Yesterday was the last day of summer vacation. In one hour I will be dragging what I hope will be two very chipper children from their beds, 2 1/2 hours before the time they awoke just yesterday. JPW, my wife, would have preferred that I had started channeling them into the straight and narrow in anticipation of today’s abrupt return to school-year reality, but I opted for the opposite approach, which means that my kids and I languished in bed until after 9am these past few days, and no Saxon math or piano practice occurred.
While this description of summer’s final weekend may reek of sloth, I counter it by sharing with you just how much reading went down over those same two days. JPS, being a few months shy of 4-years-old, doesn’t “read” much yet, though he can sound out many one-syllable, single-vowel words, a fact that makes his parents both proud and eager for the day a few years hence when all four of us can enjoy an afternoon of quiet reading, each with his or her own book. JPG, on the other hand, is reading well ahead of her age level, which is to be expected of any child whose parents’ dirty-hippy tendencies have steered her from the screen to the page. I maintain that if you take 100 3-year-olds, curb their consumption of television and computers, and replace that time with one-on-one reading instruction, while modeling the behavior as an adult who reads for leisure, two years later you will end up with just shy of 100 5-year-olds who read well and often, leaving an allowance for the few kids who will have learning disabilities and will need continued practice and guidance to catch up with their peers.

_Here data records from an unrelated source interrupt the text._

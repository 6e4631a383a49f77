//! HTTP room service client
//!
//! REST calls under the room resource, authenticated by the `X-Player-ID`
//! header, with a `{success, data, error, code}` response envelope. Push
//! notifications arrive over a Server-Sent-Events stream.

use crate::service::{PushEvent, RoomService, Subscription};
use crate::spawn::{TaskGuard, spawn};
use crate::sse::{SseEvent, SseParser};
use crate::types::HttpConfig;
use async_trait::async_trait;
use futures_util::StreamExt;
use race_arena_core::{
    ArenaError, GameMode, Result, Room, RoomPatch, RunnerAssignment, Team,
    generate_participant_id,
};
use serde::Deserialize;
use serde::de::DeserializeOwned;
use serde_json::json;
use tokio::sync::mpsc;
use tracing::{debug, warn};

const PLAYER_HEADER: &str = "X-Player-ID";

#[derive(Debug, Deserialize)]
struct Envelope<T> {
    success: bool,
    data: Option<T>,
    #[serde(default)]
    error: Option<String>,
    #[serde(default)]
    code: Option<String>,
}

#[derive(Debug, Deserialize)]
#[serde(rename_all = "camelCase")]
struct HostChangedData {
    new_host_id: String,
    room: Room,
}

#[derive(Debug, Deserialize)]
struct MessageData {
    #[serde(default)]
    message: String,
}

/// Room service over HTTP
pub struct HttpRoomService {
    http: reqwest::Client,
    config: HttpConfig,
    participant_id: String,
}

impl HttpRoomService {
    pub fn new(config: HttpConfig, participant_id: impl Into<String>) -> Result<Self> {
        let builder = reqwest::Client::builder();
        #[cfg(not(target_arch = "wasm32"))]
        let builder = builder.timeout(config.timeout);
        let http = builder
            .build()
            .map_err(|e| ArenaError::Transport(e.to_string()))?;

        Ok(Self {
            http,
            config,
            participant_id: participant_id.into(),
        })
    }

    /// Client with a freshly generated participant id.
    pub fn with_generated_id(config: HttpConfig) -> Result<Self> {
        Self::new(config, generate_participant_id())
    }

    pub fn config(&self) -> &HttpConfig {
        &self.config
    }

    async fn call<T: DeserializeOwned>(&self, request: reqwest::RequestBuilder) -> Result<T> {
        let response = request
            .header(PLAYER_HEADER, &self.participant_id)
            .send()
            .await
            .map_err(transport_error)?;
        let status = response.status().as_u16();
        let body = response.text().await.map_err(transport_error)?;
        decode_envelope(status, &body)
    }

    async fn post<T: DeserializeOwned>(&self, path: &str, body: serde_json::Value) -> Result<T> {
        self.call(self.http.post(self.config.url(path)).json(&body))
            .await
    }

    /// POST whose response data, if any, is not needed.
    async fn post_ack(&self, path: &str) -> Result<()> {
        let response = self
            .http
            .post(self.config.url(path))
            .json(&self.body())
            .header(PLAYER_HEADER, &self.participant_id)
            .send()
            .await
            .map_err(transport_error)?;
        let status = response.status().as_u16();
        let body = response.text().await.map_err(transport_error)?;
        decode_envelope::<serde_json::Value>(status, &body)
            .map(drop)
            .or_else(|e| match e {
                ArenaError::Service(_) if (200..300).contains(&status) => Ok(()),
                e => Err(e),
            })
    }

    fn body(&self) -> serde_json::Value {
        json!({ "playerId": self.participant_id })
    }
}

fn transport_error(e: reqwest::Error) -> ArenaError {
    if e.is_timeout() {
        ArenaError::Timeout
    } else {
        ArenaError::Transport(e.to_string())
    }
}

fn decode_envelope<T: DeserializeOwned>(status: u16, body: &str) -> Result<T> {
    let envelope: Envelope<T> = match serde_json::from_str(body) {
        Ok(envelope) => envelope,
        Err(e) if (200..300).contains(&status) => return Err(ArenaError::Serialization(e)),
        Err(_) => return Err(error_from_response(status, None, None)),
    };
    if envelope.success {
        envelope
            .data
            .ok_or_else(|| ArenaError::Service("response carried no data".into()))
    } else {
        Err(error_from_response(
            status,
            envelope.code.as_deref(),
            envelope.error,
        ))
    }
}

/// Map a failed response onto the error classes callers act on.
fn error_from_response(status: u16, code: Option<&str>, message: Option<String>) -> ArenaError {
    let message = message.unwrap_or_else(|| format!("http {status}"));
    match code {
        Some("ROOM_NOT_FOUND") => return ArenaError::RoomNotFound,
        Some("ROOM_FULL") => return ArenaError::RoomFull,
        Some("GAME_ALREADY_STARTED" | "ALREADY_STARTED") => return ArenaError::AlreadyStarted,
        Some("NOT_A_MEMBER" | "PLAYER_NOT_FOUND") => return ArenaError::NotAMember,
        Some("NOT_HOST" | "NOT_AUTHORIZED") => return ArenaError::NotAuthorized(message),
        _ => {}
    }
    match status {
        404 => ArenaError::RoomNotFound,
        403 => ArenaError::NotAuthorized(message),
        408 | 429 | 500..=599 => ArenaError::Transport(message),
        _ => ArenaError::Service(message),
    }
}

/// Translate one SSE event into a push notification.
fn push_event(sse: &SseEvent) -> Option<PushEvent> {
    match sse.event.as_str() {
        "host_changed" => serde_json::from_str::<HostChangedData>(&sse.data)
            .ok()
            .map(|d| PushEvent::HostChanged {
                new_host_id: d.new_host_id,
                room: d.room,
            }),
        "kicked" | "room_deleted" | "room_closed" => {
            let mut message = serde_json::from_str::<MessageData>(&sse.data)
                .map(|d| d.message)
                .unwrap_or_default();
            if message.is_empty() && sse.event != "kicked" {
                message = "The room was closed".into();
            }
            Some(PushEvent::Removed {
                participant_id: None,
                message,
            })
        }
        "ping" | "heartbeat" => None,
        "error" => Some(PushEvent::Error(sse.data.clone())),
        _ => serde_json::from_str::<Room>(&sse.data)
            .ok()
            .map(PushEvent::Update),
    }
}

#[async_trait]
impl RoomService for HttpRoomService {
    fn participant_id(&self) -> &str {
        &self.participant_id
    }

    async fn create_room(
        &self,
        name: &str,
        max_participants: usize,
        mode: GameMode,
    ) -> Result<Room> {
        let room: Room = self
            .post(
                "",
                json!({
                    "playerId": self.participant_id,
                    "playerName": name,
                    "maxParticipants": max_participants,
                    "mode": mode,
                }),
            )
            .await?;
        debug!("Created room {}", room.code);
        Ok(room)
    }

    async fn join_room(&self, code: &str, name: &str) -> Result<Room> {
        self.post(
            &format!("/{code}/join"),
            json!({ "playerId": self.participant_id, "playerName": name }),
        )
        .await
    }

    async fn leave_room(&self, code: &str) -> Result<()> {
        self.post_ack(&format!("/{code}/leave")).await
    }

    async fn kick_player(&self, code: &str, participant_id: &str) -> Result<Room> {
        self.post(
            &format!("/{code}/kick"),
            json!({ "playerId": self.participant_id, "targetPlayerId": participant_id }),
        )
        .await
    }

    async fn select_racer(&self, code: &str, racer_id: u32) -> Result<Room> {
        self.post(
            &format!("/{code}/select-racer"),
            json!({ "playerId": self.participant_id, "racerId": racer_id }),
        )
        .await
    }

    async fn select_team(&self, code: &str, team: Team) -> Result<Room> {
        self.post(
            &format!("/{code}/select-team"),
            json!({ "playerId": self.participant_id, "team": team }),
        )
        .await
    }

    async fn toggle_ready(&self, code: &str) -> Result<Room> {
        self.post(&format!("/{code}/ready"), self.body()).await
    }

    async fn assign_runner_orders(
        &self,
        code: &str,
        assignments: &[RunnerAssignment],
    ) -> Result<Room> {
        self.post(
            &format!("/{code}/assign-runner-orders"),
            json!({ "playerId": self.participant_id, "assignments": assignments }),
        )
        .await
    }

    async fn start_game(&self, code: &str) -> Result<Room> {
        self.post(&format!("/{code}/start"), self.body()).await
    }

    async fn update_game_state(&self, code: &str, patch: &RoomPatch) -> Result<Room> {
        let mut body = serde_json::to_value(patch)?;
        if let Some(fields) = body.as_object_mut() {
            fields.insert("playerId".into(), json!(self.participant_id));
        }
        self.call(
            self.http
                .put(self.config.url(&format!("/{code}/state")))
                .json(&body),
        )
        .await
    }

    async fn get_room_state(&self, code: &str) -> Result<Room> {
        self.call(self.http.get(self.config.url(&format!("/{code}"))))
            .await
    }

    async fn subscribe(&self, code: &str) -> Result<Subscription> {
        let response = self
            .http
            .get(self.config.url(&format!("/{code}/events")))
            .query(&[("playerId", self.participant_id.as_str())])
            .header(PLAYER_HEADER, &self.participant_id)
            .header("Accept", "text/event-stream")
            .send()
            .await
            .map_err(transport_error)?;
        let status = response.status().as_u16();
        if !(200..300).contains(&status) {
            return Err(error_from_response(status, None, None));
        }

        let (tx, rx) = mpsc::channel(64);
        let (guard, mut stop) = TaskGuard::new();
        let mut stream = response.bytes_stream();
        let room_code = code.to_string();

        spawn(async move {
            let code = room_code;
            let mut parser = SseParser::new();
            loop {
                let chunk = tokio::select! {
                    _ = stop.stopped() => break,
                    chunk = stream.next() => chunk,
                };
                let bytes = match chunk {
                    Some(Ok(bytes)) => bytes,
                    Some(Err(e)) => {
                        warn!("Push stream for {} failed: {}", code, e);
                        let _ = tx.send(PushEvent::Error(e.to_string())).await;
                        break;
                    }
                    None => {
                        debug!("Push stream for {} ended", code);
                        break;
                    }
                };
                for event in parser.feed(&bytes) {
                    if let Some(push) = push_event(&event) {
                        if tx.send(push).await.is_err() {
                            return;
                        }
                    }
                }
            }
        });

        debug!("Subscribed to room: {}", code);
        Ok(Subscription::new(rx, Some(guard)))
    }

    async fn send_heartbeat(&self, code: &str) -> Result<()> {
        self.post_ack(&format!("/{code}/heartbeat")).await
    }
}

#[cfg(test)]
mod tests {
    use super::*;

    fn room_json() -> serde_json::Value {
        json!({
            "code": "ABC234",
            "hostId": "p1",
            "mode": "relay",
            "status": "racing",
            "maxParticipants": 6,
            "raceStartTime": 1000,
        })
    }

    #[test]
    fn envelope_success_and_failure() {
        let body = json!({ "success": true, "data": room_json() }).to_string();
        let room: Room = decode_envelope(200, &body).unwrap();
        assert_eq!(room.mode, GameMode::Relay);

        let body = json!({ "success": false, "error": "full", "code": "ROOM_FULL" }).to_string();
        assert!(matches!(
            decode_envelope::<Room>(400, &body),
            Err(ArenaError::RoomFull)
        ));

        assert!(decode_envelope::<Room>(503, "<html>").unwrap_err().is_transient());
        assert!(matches!(
            decode_envelope::<Room>(404, "not json"),
            Err(ArenaError::RoomNotFound)
        ));
    }

    #[test]
    fn envelope_without_data() {
        let ack = json!({ "success": true }).to_string();
        assert!(matches!(
            decode_envelope::<Room>(200, &ack),
            Err(ArenaError::Service(_))
        ));

        let denied = json!({ "success": false, "code": "NOT_HOST" }).to_string();
        assert!(matches!(
            decode_envelope::<serde_json::Value>(403, &denied),
            Err(ArenaError::NotAuthorized(message)) if message == "http 403"
        ));
    }

    #[test]
    fn sse_events_map_to_push_events() {
        let host = SseEvent {
            event: "host_changed".into(),
            data: json!({ "newHostId": "p2", "room": room_json() }).to_string(),
        };
        assert!(matches!(
            push_event(&host),
            Some(PushEvent::HostChanged { new_host_id, .. }) if new_host_id == "p2"
        ));

        let kicked = SseEvent {
            event: "kicked".into(),
            data: json!({ "message": "bye" }).to_string(),
        };
        assert_eq!(
            push_event(&kicked),
            Some(PushEvent::Removed {
                participant_id: None,
                message: "bye".into()
            })
        );

        let update = SseEvent {
            event: "update".into(),
            data: room_json().to_string(),
        };
        assert!(matches!(push_event(&update), Some(PushEvent::Update(_))));

        let ping = SseEvent {
            event: "ping".into(),
            data: "{}".into(),
        };
        assert_eq!(push_event(&ping), None);
    }
}
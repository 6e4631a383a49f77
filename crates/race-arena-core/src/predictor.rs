//! Guest Predictor
//!
//! Guests never simulate. They render displayed positions that ease toward
//! the latest host-confirmed targets by a fixed fraction every frame.
//! Finished racers snap to their confirmed final state and stay there.

use crate::types::{Racer, RacerView, Room};

#[derive(Debug, Clone)]
pub struct GuestPredictor {
    smoothing: f64,
    displayed: Vec<RacerView>,
    targets: Vec<RacerView>,
    race_start_time: Option<u64>,
}

impl GuestPredictor {
    /// `smoothing` is the fraction of the remaining gap closed per frame.
    pub fn new(smoothing: f64) -> Self {
        Self {
            smoothing: smoothing.clamp(0.0, 1.0),
            displayed: Vec::new(),
            targets: Vec::new(),
            race_start_time: None,
        }
    }

    /// Snap the display to the room's racers; used at race start and after a
    /// rematch.
    pub fn reset(&mut self, room: &Room) {
        self.targets = room.racers.iter().map(Racer::view).collect();
        self.displayed = self.targets.clone();
        self.race_start_time = room.race_start_time;
    }

    /// Take the racers of a confirmed snapshot as new targets.
    pub fn set_targets(&mut self, room: &Room) {
        self.targets = room.racers.iter().map(Racer::view).collect();
        if room.race_start_time.is_some() {
            self.race_start_time = room.race_start_time;
        }
        for target in &self.targets {
            if !self.displayed.iter().any(|d| d.id == target.id) {
                self.displayed.push(target.clone());
            }
        }
        self.displayed
            .retain(|d| self.targets.iter().any(|t| t.id == d.id));
    }

    /// Advance one frame and return the positions to render.
    pub fn advance(&mut self) -> &[RacerView] {
        for shown in &mut self.displayed {
            let Some(target) = self.targets.iter().find(|t| t.id == shown.id) else {
                continue;
            };
            if shown.finish_time.is_some() {
                continue;
            }
            if target.finish_time.is_some() {
                *shown = target.clone();
                continue;
            }
            shown.position += (target.position - shown.position) * self.smoothing;
            shown.status = target.status;
            shown.direction = target.direction;
            shown.rank = target.rank;
            shown.team = target.team;
        }
        &self.displayed
    }

    pub fn displayed(&self) -> &[RacerView] {
        &self.displayed
    }

    /// Race clock for display, from the persisted start time.
    pub fn elapsed_ms(&self, now_ms: u64) -> Option<u64> {
        self.race_start_time
            .map(|start| now_ms.saturating_sub(start))
    }
}

#[cfg(test)]
mod tests {
    use super::*;
    use crate::testing::ffa_room;
    use crate::types::Racer;

    fn set_position(room: &mut Room, id: u32, position: f64, finish_time: Option<u64>) {
        for racer in &mut room.racers {
            if let Racer::FreeForAll(state) = racer {
                if state.id == id {
                    state.position = position;
                    state.finish_time = finish_time;
                }
            }
        }
    }

    #[test]
    fn eases_toward_target() {
        let mut room = ffa_room(2);
        let mut predictor = GuestPredictor::new(0.12);
        predictor.reset(&room);

        set_position(&mut room, 0, 50.0, None);
        predictor.set_targets(&room);
        let first = predictor.advance()[0].position;
        assert!((first - 6.0).abs() < 1e-9);

        let mut last = first;
        for _ in 0..200 {
            let now = predictor.advance()[0].position;
            assert!(now >= last && now <= 50.0);
            last = now;
        }
        assert!((50.0 - last).abs() < 1e-6);
    }

    #[test]
    fn finished_racers_snap_and_hold() {
        let mut room = ffa_room(2);
        let mut predictor = GuestPredictor::new(0.12);
        predictor.reset(&room);

        set_position(&mut room, 1, 100.0, Some(20_000));
        predictor.set_targets(&room);
        let shown = predictor.advance()[1].clone();
        assert_eq!(shown.position, 100.0);
        assert_eq!(shown.finish_time, Some(20_000));

        set_position(&mut room, 1, 10.0, None);
        predictor.set_targets(&room);
        assert_eq!(predictor.advance()[1].position, 100.0);
    }

    #[test]
    fn elapsed_uses_persisted_start() {
        let room = ffa_room(2);
        let mut predictor = GuestPredictor::new(0.12);
        assert_eq!(predictor.elapsed_ms(5_000), None);
        predictor.reset(&room);
        assert_eq!(predictor.elapsed_ms(5_000), Some(4_000));
    }
}
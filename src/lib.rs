//! # race-arena
//!
//! Host-authoritative multiplayer race rooms over an unreliable push channel
//! backed by polling.
//!
//! ## Features
//!
//! - **Room Service**: HTTP/SSE client, or an in-process backend for tests and offline play
//! - **Dual Feed**: Push notifications merged with a phase-paced poll loop
//! - **Host Migration**: A new host resumes a race in flight from its persisted start time
//! - **Simulation**: Tick-based free-for-all and relay races with status effects
//! - **Interpolation**: Guests ease toward host-confirmed positions every frame
//!
//! ## Example
//!
//! ```rust,ignore
//! use race_arena::{GameMode, LocalBackend, RaceSession, SessionConfig, SessionEvent};
//! use std::sync::Arc;
//!
//! #[tokio::main]
//! async fn main() -> Result<(), Box<dyn std::error::Error>> {
//!     let backend = LocalBackend::new();
//!     let service = Arc::new(backend.service("player-1"));
//!
//!     let session =
//!         RaceSession::create(service, SessionConfig::new(), "Alice", 8, GameMode::FreeForAll)
//!             .await?;
//!     println!("Share this code: {}", session.code());
//!
//!     while let Some(event) = session.recv().await {
//!         match event {
//!             SessionEvent::Frame { racers, .. } => {
//!                 for racer in racers {
//!                     println!("{}: {:.1}", racer.id, racer.position);
//!                 }
//!             }
//!             SessionEvent::RaceFinished(results) => {
//!                 println!("Winner: {:?}", results.standings.first());
//!             }
//!             _ => {}
//!         }
//!     }
//!
//!     Ok(())
//! }
//! ```

pub mod bridge;
#[cfg(feature = "http")]
pub mod client;
pub mod heartbeat;
pub mod local;
pub mod service;
pub mod session;
pub mod spawn;
pub mod sse;
pub mod time;
pub mod types;

#[cfg(test)]
mod tests;

// Re-export core types
pub use race_arena_core::*;

#[cfg(feature = "http")]
pub use client::HttpRoomService;
pub use local::{LocalBackend, LocalRoomService};
pub use service::{PushEvent, RoomService, Subscription};
pub use session::{RaceResults, RaceSession, SessionEvent};
pub use time::RuntimeClock;
pub use types::{HttpConfig, SessionConfig};
impl RaceEngine {
    /// Build an engine from a room snapshot.
    pub fn new(room: &Room, plan: ResumePlan, tuning: SimTuning, seed: u64) -> Result<Self> {
        let (mut racers, fallback_relay) = if room.racers.is_empty() {
            initial_racers(room)
        } else {
            (room.racers.clone(), None)
        };
        if racers.is_empty() {
            return Err(ArenaError::NoRacers);
        }

        let mut relay = match room.mode {
            GameMode::FreeForAll => None,
            GameMode::Relay => Some(
                room.relay
                    .clone()
                    .or(fallback_relay)
                    .unwrap_or_else(|| RelayState::from_racers(&racers)),
            ),
        };

        if !plan.preserve_positions {
            racers.iter_mut().for_each(Racer::reset);
            if let Some(relay) = relay.as_mut() {
                relay.team_a = RelayTeamState::new(relay.team_a.total_runners);
                relay.team_b = RelayTeamState::new(relay.team_b.total_runners);
            }
        }

        let present: HashSet<u32> = racers.iter().map(Racer::id).collect();
        let mut live: HashSet<u32> = match room.mode {
            GameMode::FreeForAll => room
                .contenders()
                .filter_map(|p| p.chosen_racer_id)
                .filter(|id| present.contains(id))
                .collect(),
            GameMode::Relay => present.clone(),
        };
        if live.is_empty() {
            live = present;
        }

        debug!(
            "Engine ready: {} racers, {} live, elapsed {}ms, preserve {}",
            racers.len(),
            live.len(),
            plan.elapsed_ms,
            plan.preserve_positions
        );

        let mut engine = Self {
            mode: room.mode,
            tuning,
            seed,
            rng: StdRng::seed_from_u64(seed),
            racers,
            relay,
            live,
            remaining: HashMap::new(),
            last_push_ms: None,
            ticks: 0,
            finished: false,
        };
        engine.finished = engine.all_finished();
        Ok(engine)
    }

    pub fn mode(&self) -> GameMode {
        self.mode
    }

    pub fn seed(&self) -> u64 {
        self.seed
    }

    pub fn ticks(&self) -> u64 {
        self.ticks
    }

    pub fn racers(&self) -> &[Racer] {
        &self.racers
    }

    pub fn relay(&self) -> Option<&RelayState> {
        self.relay.as_ref()
    }

    pub fn is_finished(&self) -> bool {
        self.finished
    }

    pub fn views(&self) -> Vec<RacerView> {
        self.racers.iter().map(Racer::view).collect()
    }

    /// Advance the race by one tick at `elapsed_ms` of race time.
    pub fn tick(&mut self, elapsed_ms: u64) -> TickReport {
        if self.finished {
            return TickReport {
                push: false,
                finished: true,
            };
        }

        self.ticks += 1;
        match self.mode {
            GameMode::FreeForAll => self.step_free_for_all(elapsed_ms),
            GameMode::Relay => self.step_relay(elapsed_ms),
        }

        let finished = self.all_finished();
        let due = self
            .last_push_ms
            .is_none_or(|last| elapsed_ms >= last + self.tuning.push_interval_ms(self.mode));
        let push = finished || due;
        if push {
            self.last_push_ms = Some(elapsed_ms);
        }
        self.finished = finished;
        TickReport { push, finished }
    }

    /// State to write to the room service.
    pub fn patch(&self, now_ms: u64) -> RoomPatch {
        let status = if self.finished {
            RoomStatus::Finished
        } else {
            RoomStatus::Racing
        };
        let mut patch = RoomPatch::default()
            .status(status)
            .racers(self.racers.clone());
        if self.mode == GameMode::Relay {
            patch = patch.relay(self.relay.clone());
        }
        if self.finished {
            patch = patch.race_end_time(Some(now_ms));
        }
        patch
    }

    fn all_finished(&self) -> bool {
        match self.mode {
            GameMode::FreeForAll => self
                .racers
                .iter()
                .filter(|r| self.live.contains(&r.id()))
                .all(Racer::is_finished),
            GameMode::Relay => self.relay.as_ref().is_some_and(|relay| {
                Team::ALL.iter().all(|&team| {
                    let state = relay.team(team);
                    state.total_runners == 0 || state.is_finished()
                })
            }),
        }
    }

    fn step_free_for_all(&mut self, elapsed_ms: u64) {
        let base = self.tuning.base_speed(GameMode::FreeForAll);
        let (low, high) = self.tuning.ffa_variation;
        let strength = self.tuning.rank_bias;

        // Standings among racers still running, leader first.
        let mut running: Vec<(u32, f64)> = self
            .racers
            .iter()
            .filter(|r| self.live.contains(&r.id()) && !r.is_finished())
            .map(|r| (r.id(), r.position()))
            .collect();
        running.sort_by(|a, b| b.1.total_cmp(&a.1));
        let field = running.len();
        let standing: HashMap<u32, usize> = running
            .iter()
            .enumerate()
            .map(|(i, (id, _))| (*id, i))
            .collect();

        let mut finished_count = self.racers.iter().filter(|r| r.is_finished()).count() as u32;

        for racer in &mut self.racers {
            let Racer::FreeForAll(state) = racer else {
                continue;
            };
            if state.finish_time.is_some() || !self.live.contains(&state.id) {
                continue;
            }

            let bias = standing_bias(
                standing.get(&state.id).copied().unwrap_or(0),
                field,
                strength,
            );
            let status = next_status(
                &mut self.remaining,
                &mut self.rng,
                &self.tuning.ffa_effects,
                state.id,
                state.status,
                bias,
            );
            let speed = base
                * self.tuning.ffa_effects.multiplier(status)
                * self.rng.gen_range(low..=high);
            let position = (state.position + speed).min(COURSE_END);

            if position >= COURSE_END {
                finished_count += 1;
                state.position = COURSE_END;
                state.speed = 0.0;
                state.status = StatusEffect::Normal;
                state.finish_time = Some(elapsed_ms);
                state.rank = Some(finished_count);
                self.remaining.remove(&state.id);
            } else {
                state.position = position;
                state.speed = speed;
                state.status = status;
            }
        }
    }

    fn step_relay(&mut self, elapsed_ms: u64) {
        let base = self.tuning.base_speed(GameMode::Relay);
        let (low, high) = self.tuning.relay_variation;
        let Some(relay) = self.relay.as_mut() else {
            return;
        };

        for team in Team::ALL {
            let team_state = relay.team_mut(team);
            if team_state.is_finished() || team_state.total_runners == 0 {
                continue;
            }
            let Some(idx) = seek_leg(&self.racers, team, team_state, elapsed_ms) else {
                continue;
            };
            let Racer::RelayLeg(leg) = &mut self.racers[idx] else {
                continue;
            };
            let leg_id = leg.id;
            if leg.direction == Direction::Waiting {
                leg.direction = Direction::Forward;
            }
            if !leg.direction.is_moving() {
                continue;
            }

            let status = next_status(
                &mut self.remaining,
                &mut self.rng,
                &self.tuning.relay_effects,
                leg.id,
                leg.status,
                0.0,
            );
            let speed = base
                * self.tuning.relay_effects.multiplier(status)
                * self.rng.gen_range(low..=high);
            leg.speed = speed;
            leg.status = status;

            let mut leg_done = false;
            match leg.direction {
                Direction::Forward => {
                    leg.position = (leg.position + speed).min(COURSE_END);
                    if leg.position >= COURSE_END {
                        leg.position = COURSE_END;
                        leg.direction = Direction::Backward;
                    }
                }
                Direction::Backward => {
                    leg.position = (leg.position - speed).max(0.0);
                    if leg.position <= 0.0 {
                        leg.position = 0.0;
                        leg.speed = 0.0;
                        leg.status = StatusEffect::Normal;
                        leg.direction = Direction::Finished;
                        leg.finish_time = Some(elapsed_ms);
                        leg_done = true;
                    }
                }
                Direction::Waiting | Direction::Finished => {}
            }
            if !leg_done {
                continue;
            }

            self.remaining.remove(&leg_id);
            team_state.completed_runners += 1;
            if team_state.completed_runners < team_state.total_runners {
                team_state.current_runner_order += 1;
            }
            let next = seek_leg(&self.racers, team, team_state, elapsed_ms);
            if let Some(Racer::RelayLeg(next_leg)) = next.map(|i| &mut self.racers[i]) {
                next_leg.direction = Direction::Forward;
            }
        }
    }
}

fn find_leg(racers: &[Racer], team: Team, order: u32) -> Option<usize> {
    racers.iter().position(|r| {
        matches!(r, Racer::RelayLeg(leg) if leg.team == team && leg.runner_order == order)
    })
}

/// The leg running for `state`'s current order. Orders with no leg in the
/// snapshot count as run; the team finishes once none are left.
fn seek_leg(
    racers: &[Racer],
    team: Team,
    state: &mut RelayTeamState,
    elapsed_ms: u64,
) -> Option<usize> {
    while state.completed_runners < state.total_runners {
        if let Some(idx) = find_leg(racers, team, state.current_runner_order) {
            return Some(idx);
        }
        debug!(
            "Team {:?} has no runner {}, passing the baton on",
            team, state.current_runner_order
        );
        state.completed_runners += 1;
        if state.completed_runners < state.total_runners {
            state.current_runner_order += 1;
        }
    }
    if state.finish_time.is_none() {
        state.finish_time = Some(elapsed_ms);
        debug!("Team {:?} finished at {}ms", team, elapsed_ms);
    }
    None
}

/// Count down the active effect, revert at zero, and roll if normal.
fn next_status(
    remaining: &mut HashMap<u32, u32>,
    rng: &mut StdRng,
    table: &EffectTable,
    id: u32,
    current: StatusEffect,
    bias: f64,
) -> StatusEffect {
    let mut left = remaining.get(&id).copied().unwrap_or(0).saturating_sub(1);
    let mut status = current;
    if left == 0 && status != StatusEffect::Normal {
        status = StatusEffect::Normal;
    }
    if status == StatusEffect::Normal {
        if let Some(roll) = table.roll(rng, bias) {
            status = roll.effect;
            left = roll.ticks;
        }
    }
    remaining.insert(id, left);
    status
}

As the summer heat pounded outside, we didn’t leave the house much this weekend. JPG was content to read her mom’s Archie comics by the dozen, but I needed a way to pass the time that could engage all three of us. She and I had three chapters of Wilson Rawls’s Summer of the Monkeys to finish, so I gathered us in the living room and read aloud, which doubly pleased my daughter, because she not only loves being read to but has also been promised that when I finish reading Summer to her I will begin the long postponed reading of Harry Potter and the Goblet of Fire.
The reading was going as well as I could have hoped. JPS brought in his monkey and woobie and lay around with his finger in his mouth, as he has always done when he’s resting or mentally checking out for a bit. He even chimed in with a few pertinent questions, such as, “Is Jay Berry a boy or a girl?” and “Who’s the girl?” before returning his finger to his mouth and rolling his eyes back into snuggle-coma position.
But, good things can’t last forever, and I had anticipated that I would be the weak link in our quiet afternoon of story time. For those of you who haven’t read Summer of the Monkeys, first, I recommend it as a great book for upper elementary age people, and second, I’ll say that it’s a crier. I knew what was coming, having read it when I was about JPG’s age, but as the book built to its climax and even as it coasted through the denouement, I was finally overcome.
I get emotional while I read books aloud to my daughter. Usually we are reading stories that are legitimately tearful at times, but I think there’s something in the act itself of dad-reading-to-daughter that pre-loads my tear ducts and sets my lower lip aquiver. I like to think that this routine display of an adult male’s emotions lends depth and intensity to the reading, but it’s more likely that it’s just irritating for my listener to have to endure so many pauses during key scenes as the reader stabilizes his breathing and tries to force the croaks out of his voice. I suspect that these often lengthy pauses in fact destroy the pace of the story and lead to attention drift in the listener. But yesterday we found a solution.
When the weeping was too distracting and I had to tell my audience, “Sorry: this book makes my cry,” JPG offered to take over and do the reading herself. The poor kid was ready to get this show back on the road. I was grateful, and as I calmed myself with sips of afternoon coffee, I listened to her read several pages. She’s a good little reader, but very fast and not terribly articulate in her delivery, as all little kids are, so I’m looking forward to a new routine of passing future books to her when I reach troublesome waters and need a few minutes to steady myself. I could use the break, and she could use the practice.
Later, before bedtime, I read the first chapter of Harry Potter and the Goblet of Fire to her, which is my favorite of the series for its sensitive and accurate portrayal of early adolescence. It was the Potter novel that, for me, after J.K. had already upped the stakes with Prisoner of Askaban, made it clear that these books were the real thing, not mere escapism, but a microcosm of human life. And, I’m glad that I can pass over the book to JPG when I need a moment, because just reading Goblet to myself makes me heave and splutter.